**** Records shown

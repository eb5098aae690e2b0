//! Data explorer tree for an extracted archive folder

use std::fmt::Write as _;
use std::path::{Path, PathBuf};

use serde::Serialize;

use crate::error::Result;

/// What a tree node points at
#[derive(Debug, Clone, PartialEq, Eq, Serialize)]
#[serde(tag = "kind", rename_all = "lowercase")]
pub enum NodeKind {
    Directory,
    File {
        /// Lowercase extension without the dot, empty if none
        extension: String,
    },
}

/// A file or directory in the data tree.
#[derive(Debug, Clone, PartialEq, Eq, Serialize)]
pub struct TreeNode {
    pub name: String,
    pub path: PathBuf,
    #[serde(flatten)]
    pub kind: NodeKind,
    #[serde(skip_serializing_if = "Vec::is_empty")]
    pub children: Vec<TreeNode>,
}

impl TreeNode {
    pub fn is_dir(&self) -> bool {
        self.kind == NodeKind::Directory
    }

    /// Lowercase extension of a file node
    pub fn extension(&self) -> Option<&str> {
        match &self.kind {
            NodeKind::File { extension } => Some(extension),
            NodeKind::Directory => None,
        }
    }
}

/// Tree of an extracted data folder, rooted at the folder itself
#[derive(Debug, Clone, PartialEq, Eq, Serialize)]
pub struct DataTree {
    pub root: TreeNode,
}

impl DataTree {
    /// Scan `root` recursively.
    ///
    /// Directories come before files, both sorted case-insensitively.
    ///
    /// # Errors
    /// Returns an error if a directory cannot be read.
    pub fn populate<P: AsRef<Path>>(root: P) -> Result<Self> {
        let root = root.as_ref();
        tracing::debug!("Populating data tree from {}", root.display());

        let name = root
            .file_name()
            .map_or_else(|| root.display().to_string(), |n| n.to_string_lossy().into_owned());

        Ok(Self {
            root: TreeNode {
                name,
                path: root.to_path_buf(),
                kind: NodeKind::Directory,
                children: scan_directory(root)?,
            },
        })
    }

    /// Number of files below the root
    pub fn file_count(&self) -> usize {
        count(&self.root, false)
    }

    /// Number of directories below the root (the root itself excluded)
    pub fn dir_count(&self) -> usize {
        count(&self.root, true) - 1
    }

    /// Find a node by its path relative to the root (`/`-separated)
    pub fn find(&self, relative: &str) -> Option<&TreeNode> {
        let mut node = &self.root;
        for part in relative.split('/').filter(|p| !p.is_empty()) {
            node = node.children.iter().find(|c| c.name == part)?;
        }
        Some(node)
    }

    /// Render as an indented text tree, directories marked with a trailing `/`.
    pub fn render(&self) -> String {
        let mut out = format!("{}/\n", self.root.name);
        render_children(&self.root, "", &mut out);
        out
    }

    /// Serialise as pretty JSON.
    ///
    /// # Errors
    /// Returns an error if serialization fails.
    pub fn to_json(&self) -> Result<String> {
        Ok(serde_json::to_string_pretty(self)?)
    }
}

fn scan_directory(dir: &Path) -> Result<Vec<TreeNode>> {
    let mut entries: Vec<_> = std::fs::read_dir(dir)?.filter_map(std::result::Result::ok).collect();

    // Sort: directories first, then case-insensitively
    entries.sort_by_cached_key(|e| {
        let is_dir = e.file_type().is_ok_and(|t| t.is_dir());
        (!is_dir, e.file_name().to_string_lossy().to_lowercase())
    });

    let mut nodes = Vec::with_capacity(entries.len());
    for entry in entries {
        let path = entry.path();
        let name = entry.file_name().to_string_lossy().into_owned();

        if entry.file_type().is_ok_and(|t| t.is_dir()) {
            nodes.push(TreeNode {
                name,
                children: scan_directory(&path)?,
                path,
                kind: NodeKind::Directory,
            });
        } else {
            let extension = path
                .extension()
                .map(|e| e.to_string_lossy().to_lowercase())
                .unwrap_or_default();
            nodes.push(TreeNode {
                name,
                path,
                kind: NodeKind::File { extension },
                children: Vec::new(),
            });
        }
    }
    Ok(nodes)
}

fn count(node: &TreeNode, dirs: bool) -> usize {
    let own = usize::from(node.is_dir() == dirs);
    own + node.children.iter().map(|c| count(c, dirs)).sum::<usize>()
}

fn render_children(node: &TreeNode, prefix: &str, out: &mut String) {
    let last = node.children.len().saturating_sub(1);
    for (i, child) in node.children.iter().enumerate() {
        let (branch, indent) = if i == last {
            ("└── ", "    ")
        } else {
            ("├── ", "│   ")
        };
        let marker = if child.is_dir() { "/" } else { "" };
        let _ = writeln!(out, "{prefix}{branch}{}{marker}", child.name);
        render_children(child, &format!("{prefix}{indent}"), out);
    }
}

********

— Problem statement —
Take every line above where "nodes" appears and copy it.

— Solution for this problem —
    let mut nodes = Vec::with_capacity(entries.len());
            nodes.push(TreeNode {
            nodes.push(TreeNode {
    Ok(nodes)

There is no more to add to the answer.